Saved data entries
[Start of Attachment]

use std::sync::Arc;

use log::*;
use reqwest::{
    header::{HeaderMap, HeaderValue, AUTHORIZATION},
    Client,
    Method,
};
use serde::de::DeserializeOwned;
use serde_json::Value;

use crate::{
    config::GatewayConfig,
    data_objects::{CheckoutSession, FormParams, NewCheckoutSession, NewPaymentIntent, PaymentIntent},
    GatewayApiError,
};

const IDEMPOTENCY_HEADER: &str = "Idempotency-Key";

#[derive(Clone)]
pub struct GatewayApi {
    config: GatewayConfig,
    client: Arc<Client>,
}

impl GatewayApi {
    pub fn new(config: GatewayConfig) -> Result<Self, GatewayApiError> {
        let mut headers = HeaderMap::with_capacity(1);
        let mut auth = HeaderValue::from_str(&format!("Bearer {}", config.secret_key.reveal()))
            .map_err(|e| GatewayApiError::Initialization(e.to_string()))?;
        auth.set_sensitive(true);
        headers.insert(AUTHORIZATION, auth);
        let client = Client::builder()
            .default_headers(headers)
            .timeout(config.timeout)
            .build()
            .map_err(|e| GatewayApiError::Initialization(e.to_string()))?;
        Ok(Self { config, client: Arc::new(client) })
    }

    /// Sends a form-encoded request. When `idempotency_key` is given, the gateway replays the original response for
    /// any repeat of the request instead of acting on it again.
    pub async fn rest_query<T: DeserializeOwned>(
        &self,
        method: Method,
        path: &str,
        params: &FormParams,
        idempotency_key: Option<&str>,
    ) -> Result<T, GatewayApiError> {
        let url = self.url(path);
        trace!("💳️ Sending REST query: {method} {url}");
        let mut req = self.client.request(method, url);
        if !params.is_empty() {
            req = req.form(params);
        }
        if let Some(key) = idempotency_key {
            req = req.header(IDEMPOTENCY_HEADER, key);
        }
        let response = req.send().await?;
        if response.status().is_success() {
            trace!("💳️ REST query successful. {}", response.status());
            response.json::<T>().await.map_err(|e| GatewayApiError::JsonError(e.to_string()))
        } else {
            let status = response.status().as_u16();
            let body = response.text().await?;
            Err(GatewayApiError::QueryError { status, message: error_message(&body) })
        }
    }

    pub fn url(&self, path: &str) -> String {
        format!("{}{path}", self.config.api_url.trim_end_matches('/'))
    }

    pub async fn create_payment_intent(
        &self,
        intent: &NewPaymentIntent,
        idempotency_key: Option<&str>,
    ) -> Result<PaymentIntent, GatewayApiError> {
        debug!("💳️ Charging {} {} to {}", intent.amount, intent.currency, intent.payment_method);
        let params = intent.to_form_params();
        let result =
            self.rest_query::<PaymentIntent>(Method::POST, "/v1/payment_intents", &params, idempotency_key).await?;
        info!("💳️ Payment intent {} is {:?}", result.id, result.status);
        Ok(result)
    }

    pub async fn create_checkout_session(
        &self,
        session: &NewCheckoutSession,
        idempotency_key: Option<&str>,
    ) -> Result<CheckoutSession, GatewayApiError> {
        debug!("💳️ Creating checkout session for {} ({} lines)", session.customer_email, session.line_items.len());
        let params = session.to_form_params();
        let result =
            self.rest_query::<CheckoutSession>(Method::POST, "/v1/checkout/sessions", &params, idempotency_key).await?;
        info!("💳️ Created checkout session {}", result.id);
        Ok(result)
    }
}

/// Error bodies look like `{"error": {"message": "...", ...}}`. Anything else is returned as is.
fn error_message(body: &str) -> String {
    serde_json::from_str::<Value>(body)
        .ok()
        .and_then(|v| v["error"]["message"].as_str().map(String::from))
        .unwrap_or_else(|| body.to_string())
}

[End of Attachment]
[Start of Attachment]

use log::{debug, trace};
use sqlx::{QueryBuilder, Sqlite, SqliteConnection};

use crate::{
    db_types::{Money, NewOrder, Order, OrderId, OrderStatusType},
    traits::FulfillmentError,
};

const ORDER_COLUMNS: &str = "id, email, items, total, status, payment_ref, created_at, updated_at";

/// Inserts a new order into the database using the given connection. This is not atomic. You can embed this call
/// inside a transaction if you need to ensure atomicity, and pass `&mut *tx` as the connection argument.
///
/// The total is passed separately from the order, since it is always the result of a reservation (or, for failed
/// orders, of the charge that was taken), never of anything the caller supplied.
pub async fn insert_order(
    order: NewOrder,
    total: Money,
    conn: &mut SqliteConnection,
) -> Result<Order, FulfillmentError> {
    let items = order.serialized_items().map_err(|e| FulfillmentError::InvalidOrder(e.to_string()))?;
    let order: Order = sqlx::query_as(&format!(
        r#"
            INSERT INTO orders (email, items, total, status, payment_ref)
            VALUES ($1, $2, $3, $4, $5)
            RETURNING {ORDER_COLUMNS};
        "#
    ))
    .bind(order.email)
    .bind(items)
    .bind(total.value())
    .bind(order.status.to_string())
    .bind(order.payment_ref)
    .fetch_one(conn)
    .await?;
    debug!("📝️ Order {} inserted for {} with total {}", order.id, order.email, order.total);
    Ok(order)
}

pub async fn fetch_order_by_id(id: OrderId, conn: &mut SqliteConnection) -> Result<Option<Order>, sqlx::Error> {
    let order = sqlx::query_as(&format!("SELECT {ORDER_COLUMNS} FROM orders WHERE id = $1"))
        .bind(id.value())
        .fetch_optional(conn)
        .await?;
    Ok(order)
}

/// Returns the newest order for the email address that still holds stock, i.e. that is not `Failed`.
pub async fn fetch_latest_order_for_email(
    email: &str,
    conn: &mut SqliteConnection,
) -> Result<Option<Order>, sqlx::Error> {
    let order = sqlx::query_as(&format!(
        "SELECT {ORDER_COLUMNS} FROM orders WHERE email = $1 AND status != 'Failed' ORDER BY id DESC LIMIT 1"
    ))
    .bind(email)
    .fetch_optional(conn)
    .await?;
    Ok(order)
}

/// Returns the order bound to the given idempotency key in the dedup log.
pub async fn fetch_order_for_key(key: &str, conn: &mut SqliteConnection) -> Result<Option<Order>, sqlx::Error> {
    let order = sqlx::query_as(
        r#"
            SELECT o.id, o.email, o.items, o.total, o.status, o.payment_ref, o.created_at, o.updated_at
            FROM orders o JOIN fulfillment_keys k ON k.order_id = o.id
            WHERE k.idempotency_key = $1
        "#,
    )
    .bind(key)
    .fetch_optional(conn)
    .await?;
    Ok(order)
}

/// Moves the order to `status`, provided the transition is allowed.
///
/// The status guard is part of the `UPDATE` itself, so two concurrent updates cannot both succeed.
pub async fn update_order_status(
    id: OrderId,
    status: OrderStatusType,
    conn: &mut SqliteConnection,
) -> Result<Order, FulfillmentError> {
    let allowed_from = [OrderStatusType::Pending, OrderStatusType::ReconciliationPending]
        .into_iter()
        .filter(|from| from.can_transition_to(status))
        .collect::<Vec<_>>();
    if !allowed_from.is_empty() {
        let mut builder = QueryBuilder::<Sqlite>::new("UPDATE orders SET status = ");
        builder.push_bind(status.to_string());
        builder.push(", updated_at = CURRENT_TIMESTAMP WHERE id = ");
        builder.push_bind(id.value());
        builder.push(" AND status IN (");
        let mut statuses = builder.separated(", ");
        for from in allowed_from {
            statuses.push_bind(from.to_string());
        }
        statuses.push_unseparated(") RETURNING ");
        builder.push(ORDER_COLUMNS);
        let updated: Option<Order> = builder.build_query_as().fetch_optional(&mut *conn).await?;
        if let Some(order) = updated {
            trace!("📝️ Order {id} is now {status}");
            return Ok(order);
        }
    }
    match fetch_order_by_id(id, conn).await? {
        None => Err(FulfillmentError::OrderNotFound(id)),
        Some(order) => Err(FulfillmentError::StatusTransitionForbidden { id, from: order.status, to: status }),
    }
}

[End of Attachment]
[Start of Attachment]

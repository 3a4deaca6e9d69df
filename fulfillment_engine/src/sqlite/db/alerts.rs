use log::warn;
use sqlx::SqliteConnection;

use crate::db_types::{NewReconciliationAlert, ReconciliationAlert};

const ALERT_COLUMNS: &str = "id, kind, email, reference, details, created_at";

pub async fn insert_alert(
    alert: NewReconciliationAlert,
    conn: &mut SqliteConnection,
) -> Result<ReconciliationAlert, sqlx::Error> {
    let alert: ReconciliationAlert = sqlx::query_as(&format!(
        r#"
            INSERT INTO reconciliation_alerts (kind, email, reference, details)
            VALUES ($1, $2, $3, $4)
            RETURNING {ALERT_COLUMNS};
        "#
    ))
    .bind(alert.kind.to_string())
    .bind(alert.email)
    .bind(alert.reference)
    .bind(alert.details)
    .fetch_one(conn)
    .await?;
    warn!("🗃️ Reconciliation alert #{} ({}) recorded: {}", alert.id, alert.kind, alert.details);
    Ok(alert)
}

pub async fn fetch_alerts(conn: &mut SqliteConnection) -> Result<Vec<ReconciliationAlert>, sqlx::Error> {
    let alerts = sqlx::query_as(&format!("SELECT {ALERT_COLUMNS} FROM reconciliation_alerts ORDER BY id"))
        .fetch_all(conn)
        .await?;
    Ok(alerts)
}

[End of Attachment]

- [Your objective] Find each line in the records holding the string "warn" and show it.

- [Task solution]
use log::warn;
    warn!("🗃️ Reconciliation alert #{} ({}) recorded: {}", alert.id, alert.kind, alert.details);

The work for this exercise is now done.